### TASK
Exactly as written, restate the material below from its first line through the line containing "pub enum EntryOutcome", and stop there.

### PROVIDED MATERIAL

//! Economy service: the only writer of coins, attempts and the time-gated
//! rewards.
//!
//! The lobby-side Economy Record and the gameplay-side Session Record are two
//! projections of one balance. Every mutation here updates both and flushes
//! them in a single store transaction before returning, so their `coins` and
//! `remainingAttempts` never differ once the Session Record exists.
//!
//! The sync operations exist for the boundaries between save contexts, where
//! another writer may have touched one of the documents directly. A mutation
//! that finds the Session document changed behind its back folds the
//! gameplay-side delta into the balance instead of overwriting it.

use crate::{
    config::{EconomyConfig, StreakPolicy},
    error::{ArcadeError, ArcadeResult},
    ledger::{EconomyRecord, SessionRecord},
    store::LedgerStore,
    types::{Coins, Score},
};
use chrono::{DateTime, Duration, NaiveDate, Utc};
use serde::{Deserialize, Serialize};

#[derive(Debug, Clone, Copy, Serialize, Deserialize, PartialEq, Eq)]
#[serde(tag = "outcome", rename_all = "snake_case")]
pub enum EntryOutcome {
    /// `charged` is true when the entry fee bought a fresh set of attempts.
    Entered { charged: bool },
    InsufficientFunds { needed: Coins, available: Coins },
}

#[derive(Debug, Clone, Copy, PartialEq, Eq)]
pub enum AttemptOutcome {
    Remaining(u32),
    /// No attempts left; the player has to go back to the lobby and pay.
    Exhausted,
}

#[derive(Debug, Clone, Copy, PartialEq, Eq)]
pub enum RefillOutcome {
    /// First check ever: the refill clock was started.
    Scheduled { at: DateTime<Utc> },
    NotDue { at: DateTime<Utc> },
    Granted { amount: Coins, next: DateTime<Utc> },
}

#[derive(Debug, Clone, Copy, Serialize, Deserialize, PartialEq, Eq)]
#[serde(tag = "outcome", rename_all = "snake_case")]
pub enum DailyRewardOutcome {
    Claimed { amount: Coins, day_index: u32 },
    AlreadyClaimed,
}

pub struct EconomyService {
    config: EconomyConfig,
    store: LedgerStore,
    economy: EconomyRecord,
    session: Option<SessionRecord>,
    /// Shared `(coins, remainingAttempts)` last read from or written to the
    /// Session document by this service.
    agreed: Option<(Coins, u32)>,
}

impl EconomyService {
    /// Load both documents, creating the Economy Record on first run.
    pub fn open(store: LedgerStore, config: EconomyConfig) -> ArcadeResult<Self> {
        config.validate()?;
        let economy = store.load_economy(&config)?;
        let session = store.load_session()?;
        log::info!(
            "economy opened: coins={} attempts={} day={} session_record={}",
            economy.coins,
            economy.remaining_attempts,
            economy.login_day_index,
            session.is_some()
        );
        Ok(Self {
            config,
            store,
            economy,
            agreed: session.as_ref().map(shared_fields),
            session,
        })
    }

    // ── Entry and attempts ────────────────────────────────────────

    pub fn try_enter_game(&mut self) -> ArcadeResult<EntryOutcome> {
        if self.economy.remaining_attempts > 0 {
            self.ensure_session();
            self.persist()?;
            log::info!(
                "entered game with {} attempts left",
                self.economy.remaining_attempts
            );
            return Ok(EntryOutcome::Entered { charged: false });
        }

        let fee = self.config.entry_fee;
        if self.economy.coins < fee {
            log::info!(
                "entry refused: {} coins, fee is {fee}",
                self.economy.coins
            );
            return Ok(EntryOutcome::InsufficientFunds {
                needed: fee,
                available: self.economy.coins,
            });
        }

        self.economy.coins -= fee;
        self.economy.remaining_attempts = self.config.max_attempts;
        self.ensure_session();
        self.persist()?;
        log::info!(
            "entry fee {fee} paid, coins now {}, attempts reset to {}",
            self.economy.coins,
            self.economy.remaining_attempts
        );
        Ok(EntryOutcome::Entered { charged: true })
    }

    /// Spend one attempt after a lost session. Never goes below zero.
    pub fn consume_attempt(&mut self) -> ArcadeResult<AttemptOutcome> {
        self.economy.remaining_attempts = self.economy.remaining_attempts.saturating_sub(1);
        self.persist()?;

        let left = self.economy.remaining_attempts;
        log::info!("attempt consumed, {left} remaining");
        if left == 0 {
            Ok(AttemptOutcome::Exhausted)
        } else {
            Ok(AttemptOutcome::Remaining(left))
        }
    }

    // ── Coins and scores ──────────────────────────────────────────

    /// Credit coins to both projections. Returns the new balance.
    pub fn award_coins(&mut self, amount: Coins) -> ArcadeResult<Coins> {
        if amount == 0 {
            return Err(ArcadeError::InvalidAmount { amount });
        }
        self.economy.coins = self.economy.coins.saturating_add(amount);
        self.persist()?;
        log::info!("awarded {amount} coins, balance {}", self.economy.coins);
        Ok(self.economy.coins)
    }

    /// Keep `candidate` if it beats the stored high score. Returns true on change.
    pub fn record_high_score(&mut self, candidate: Score) -> ArcadeResult<bool> {
        if candidate <= self.high_score() {
            return Ok(false);
        }
        self.ensure_session();
        if let Some(session) = self.session.as_mut() {
            session.high_score = candidate;
        }
        self.persist()?;
        log::info!("new high score {candidate}");
        Ok(true)
    }

    // ── Time-gated rewards ────────────────────────────────────────

    /// Grant the hourly refill if it is due. At most one refill per call,
    /// however long the game was closed.
    pub fn run_hourly_refill(&mut self, now: DateTime<Utc>) -> ArcadeResult<RefillOutcome> {
        let interval = Duration::seconds(self.config.refill_interval_secs);

        match self.economy.next_refill_time {
            None => {
                let at = now + interval;
                self.economy.next_refill_time = Some(at);
                self.persist()?;
                log::debug!("refill clock started, first refill at {at}");
                Ok(RefillOutcome::Scheduled { at })
            }
            Some(at) if now < at => Ok(RefillOutcome::NotDue { at }),
            Some(_) => {
                let amount = self.config.refill_amount;
                let next = now + interval;
                self.economy.coins = self.economy.coins.saturating_add(amount);
                self.economy.next_refill_time = Some(next);
                self.persist()?;
                log::info!(
                    "hourly refill +{amount}, balance {}, next at {next}",
                    self.economy.coins
                );
                Ok(RefillOutcome::Granted { amount, next })
            }
        }
    }

    pub fn claim_daily_reward(&mut self, today: NaiveDate) -> ArcadeResult<DailyRewardOutcome> {
        if !self.can_claim_daily(today) {
            log::debug!("daily reward already claimed on {today}");
            return Ok(DailyRewardOutcome::AlreadyClaimed);
        }

        let day_index = self.current_day_index();
        let amount = self.config.daily_rewards[day_index as usize];
        self.economy.coins = self.economy.coins.saturating_add(amount);
        self.economy.last_claim_date = Some(today);
        self.economy.login_day_index = self.next_day_index(day_index);
        self.persist()?;

        log::info!(
            "daily reward day {} claimed: +{amount}, balance {}",
            day_index + 1,
            self.economy.coins
        );
        Ok(DailyRewardOutcome::Claimed { amount, day_index })
    }

    pub fn can_claim_daily(&self, today: NaiveDate) -> bool {
        self.economy.last_claim_date != Some(today)
    }

    /// What a claim on `today` would pay, or `None` if already claimed.
    pub fn daily_reward_preview(&self, today: NaiveDate) -> Option<Coins> {
        self.can_claim_daily(today)
            .then(|| self.config.daily_rewards[self.current_day_index() as usize])
    }

    fn current_day_index(&self) -> u32 {
        let last = self.config.daily_rewards.len().saturating_sub(1) as u32;
        self.economy.login_day_index.min(last)
    }

    fn next_day_index(&self, day_index: u32) -> u32 {
        let len = self.config.daily_rewards.len() as u32;
        match self.config.streak_policy {
            StreakPolicy::Wrap => (day_index + 1) % len,
            StreakPolicy::Clamp => (day_index + 1).min(len - 1),
        }
    }

    // ── Context synchronisation ───────────────────────────────────

    /// Lobby → gameplay: the stored Economy Record is authoritative. Creates
    /// the Session Record if it does not exist yet.
    pub fn sync_to_session(&mut self) -> ArcadeResult<()> {
        self.economy = self.store.load_economy(&self.config)?;
        let mut session = self
            .store
            .load_session()?
            .unwrap_or_else(|| SessionRecord::from_economy(&self.economy));
        self.agreed = Some(shared_fields(&session));
        session.coins = self.economy.coins;
        session.remaining_attempts = self.economy.remaining_attempts;
        self.session = Some(session);
        self.persist()?;
        log::info!("synced lobby → session: coins={}", self.economy.coins);
        Ok(())
    }

    /// Gameplay → lobby: the stored Session Record is authoritative.
    /// Nothing to reconcile before the first game entry.
    pub fn sync_from_session(&mut self) -> ArcadeResult<()> {
        let Some(session) = self.store.load_session()? else {
            log::debug!("no session record yet, nothing to sync");
            return Ok(());
        };
        self.economy = self.store.load_economy(&self.config)?;
        self.economy.coins = session.coins;
        self.economy.remaining_attempts = session.remaining_attempts;
        self.agreed = Some(shared_fields(&session));
        self.session = Some(session);
        self.persist()?;
        log::info!("synced session → lobby: coins={}", self.economy.coins);
        Ok(())
    }

    // ── Read-only views ───────────────────────────────────────────

    pub fn coins(&self) -> Coins {
        self.economy.coins
    }

    pub fn remaining_attempts(&self) -> u32 {
        self.economy.remaining_attempts
    }

    pub fn high_score(&self) -> Score {
        self.session.as_ref().map_or(0, |s| s.high_score)
    }

    pub fn login_day_index(&self) -> u32 {
        self.economy.login_day_index
    }

    pub fn last_claim_date(&self) -> Option<NaiveDate> {
        self.economy.last_claim_date
    }

    pub fn next_refill_time(&self) -> Option<DateTime<Utc>> {
        self.economy.next_refill_time
    }

    pub fn economy(&self) -> &EconomyRecord {
        &self.economy
    }

    pub fn session(&self) -> Option<&SessionRecord> {
        self.session.as_ref()
    }

    pub fn config(&self) -> &EconomyConfig {
        &self.config
    }

    pub fn store(&self) -> &LedgerStore {
        &self.store
    }

    // ── Internals ─────────────────────────────────────────────────

    fn ensure_session(&mut self) {
        if self.session.is_none() {
            log::info!("creating session record");
            self.session = Some(SessionRecord::from_economy(&self.economy));
        }
    }

    /// Copy the shared fields into the session projection and flush.
    ///
    /// If the stored Session document no longer holds what this service last
    /// agreed with it, the gameplay side wrote it directly. Its changes since
    /// the agreement are applied on top of the lobby-side balance first, so
    /// neither side's credits are lost.
    fn persist(&mut self) -> ArcadeResult<()> {
        let Some(session) = self.session.as_mut() else {
            return self.store.save_economy(&self.economy);
        };

        if let Some(stored) = self.store.load_session()? {
            let theirs = shared_fields(&stored);
            let base = self.agreed.unwrap_or(theirs);
            session.high_score = session.high_score.max(stored.high_score);
            if theirs != base {
                self.economy.coins = merge(self.economy.coins, base.0, theirs.0);
                self.economy.remaining_attempts = merge(
                    u64::from(self.economy.remaining_attempts),
                    u64::from(base.1),
                    u64::from(theirs.1),
                )
                .try_into()
                .unwrap_or(u32::MAX);
                log::info!(
                    "session document changed since last write ({} → {} coins), merged: balance {}",
                    base.0,
                    theirs.0,
                    self.economy.coins
                );
            }
        }

        session.coins = self.economy.coins;
        session.remaining_attempts = self.economy.remaining_attempts;
        self.store.save_both(&self.economy, session)?;
        self.agreed = Some(shared_fields(session));
        Ok(())
    }
}

fn shared_fields(session: &SessionRecord) -> (Coins, u32) {
    (session.coins, session.remaining_attempts)
}

/// Three-way merge: apply the change `base → theirs` to `ours`.
fn merge(ours: u64, base: u64, theirs: u64) -> u64 {
    ours.saturating_add(theirs.saturating_sub(base))
        .saturating_sub(base.saturating_sub(theirs))
}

### SOLUTION FOR THIS TASK
//! Economy service: the only writer of coins, attempts and the time-gated
//! rewards.
//!
//! The lobby-side Economy Record and the gameplay-side Session Record are two
//! projections of one balance. Every mutation here updates both and flushes
//! them in a single store transaction before returning, so their `coins` and
//! `remainingAttempts` never differ once the Session Record exists.
//!
//! The sync operations exist for the boundaries between save contexts, where
//! another writer may have touched one of the documents directly. A mutation
//! that finds the Session document changed behind its back folds the
//! gameplay-side delta into the balance instead of overwriting it.

use crate::{
    config::{EconomyConfig, StreakPolicy},
    error::{ArcadeError, ArcadeResult},
    ledger::{EconomyRecord, SessionRecord},
    store::LedgerStore,
    types::{Coins, Score},
};
use chrono::{DateTime, Duration, NaiveDate, Utc};
use serde::{Deserialize, Serialize};

#[derive(Debug, Clone, Copy, Serialize, Deserialize, PartialEq, Eq)]
#[serde(tag = "outcome", rename_all = "snake_case")]
pub enum EntryOutcome {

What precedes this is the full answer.